__Records for this task__:
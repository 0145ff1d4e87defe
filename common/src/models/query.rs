//! SQL query models.
//!
//! Contains the wire types of the query round trip.

use serde::{Deserialize, Serialize};
use utoipa::{IntoParams, ToSchema};
use validator::{Validate, ValidationError};

/// One result row: column name to scalar value, in the driver's column order.
pub type Row = serde_json::Map<String, serde_json::Value>;

/// Ordered sequence of rows returned by a query.
pub type ResultSet = Vec<Row>;

/// Column of the summary row returned for statements that produce no rows.
pub const AFFECTED_ROWS_COLUMN: &str = "affected_rows";

/// Request body for executing a SQL statement.
#[derive(Debug, Clone, Serialize, Deserialize, Validate, ToSchema)]
pub struct SqlQueryRequest {
    /// SQL statement to execute, passed to the database unmodified.
    #[serde(default)]
    #[validate(custom(function = "not_blank", message = "No SQL query provided."))]
    pub query: String,
}

impl SqlQueryRequest {
    /// Creates a request for the given statement.
    pub fn new(query: impl Into<String>) -> Self {
        Self { query: query.into() }
    }
}

/// Optional query-string parameters of a table preview.
#[derive(Debug, Clone, Default, Deserialize, IntoParams)]
#[into_params(parameter_in = Query)]
pub struct TablePreviewParams {
    /// Row limit; clamped to the configured maximum.
    pub limit: Option<u32>,
}

/// Builds the single summary row for a statement without a result set.
pub fn affected_rows_result(affected: u64) -> ResultSet {
    let mut row = Row::new();
    row.insert(AFFECTED_ROWS_COLUMN.to_string(), affected.into());
    vec![row]
}

fn not_blank(value: &str) -> Result<(), ValidationError> {
    if value.trim().is_empty() {
        return Err(ValidationError::new("blank"));
    }
    Ok(())
}

#[cfg(test)]
mod tests {
    use super::*;

    #[test]
    fn test_blank_query_is_invalid() {
        assert!(SqlQueryRequest::new("   \n").validate().is_err());
        assert!(SqlQueryRequest::new("").validate().is_err());
        assert!(SqlQueryRequest::new("SELECT 1").validate().is_ok());
    }

    #[test]
    fn test_missing_query_defaults_to_blank() {
        let req: SqlQueryRequest = serde_json::from_str("{}").unwrap();
        assert!(req.validate().is_err());
    }

    #[test]
    fn test_row_keeps_column_order() {
        let rows: ResultSet =
            serde_json::from_str(r#"[{"z":1,"a":"x","m":null}]"#).unwrap();
        let keys: Vec<&str> = rows[0].keys().map(String::as_str).collect();
        assert_eq!(keys, vec!["z", "a", "m"]);
    }

    #[test]
    fn test_affected_rows_result() {
        let rows = affected_rows_result(3);
        assert_eq!(serde_json::to_string(&rows).unwrap(), r#"[{"affected_rows":3}]"#);
    }
}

__Work request__: In the reply, include exactly the lines from the beginning of the entries above through the line holding "a result set.", and nothing besides.

__Result for this task__:
repository 0145ff1d4e87defe
filename common/src/models/query.rs
//! SQL query models.
//!
//! Contains the wire types of the query round trip.

use serde::{Deserialize, Serialize};
use utoipa::{IntoParams, ToSchema};
use validator::{Validate, ValidationError};

/// One result row: column name to scalar value, in the driver's column order.
pub type Row = serde_json::Map<String, serde_json::Value>;

/// Ordered sequence of rows returned by a query.
pub type ResultSet = Vec<Row>;

/// Column of the summary row returned for statements that produce no rows.
pub const AFFECTED_ROWS_COLUMN: &str = "affected_rows";

/// Request body for executing a SQL statement.
#[derive(Debug, Clone, Serialize, Deserialize, Validate, ToSchema)]
pub struct SqlQueryRequest {
    /// SQL statement to execute, passed to the database unmodified.
    #[serde(default)]
    #[validate(custom(function = "not_blank", message = "No SQL query provided."))]
    pub query: String,
}

impl SqlQueryRequest {
    /// Creates a request for the given statement.
    pub fn new(query: impl Into<String>) -> Self {
        Self { query: query.into() }
    }
}

/// Optional query-string parameters of a table preview.
#[derive(Debug, Clone, Default, Deserialize, IntoParams)]
#[into_params(parameter_in = Query)]
pub struct TablePreviewParams {
    /// Row limit; clamped to the configured maximum.
    pub limit: Option<u32>,
}

/// Builds the single summary row for a statement without a result set.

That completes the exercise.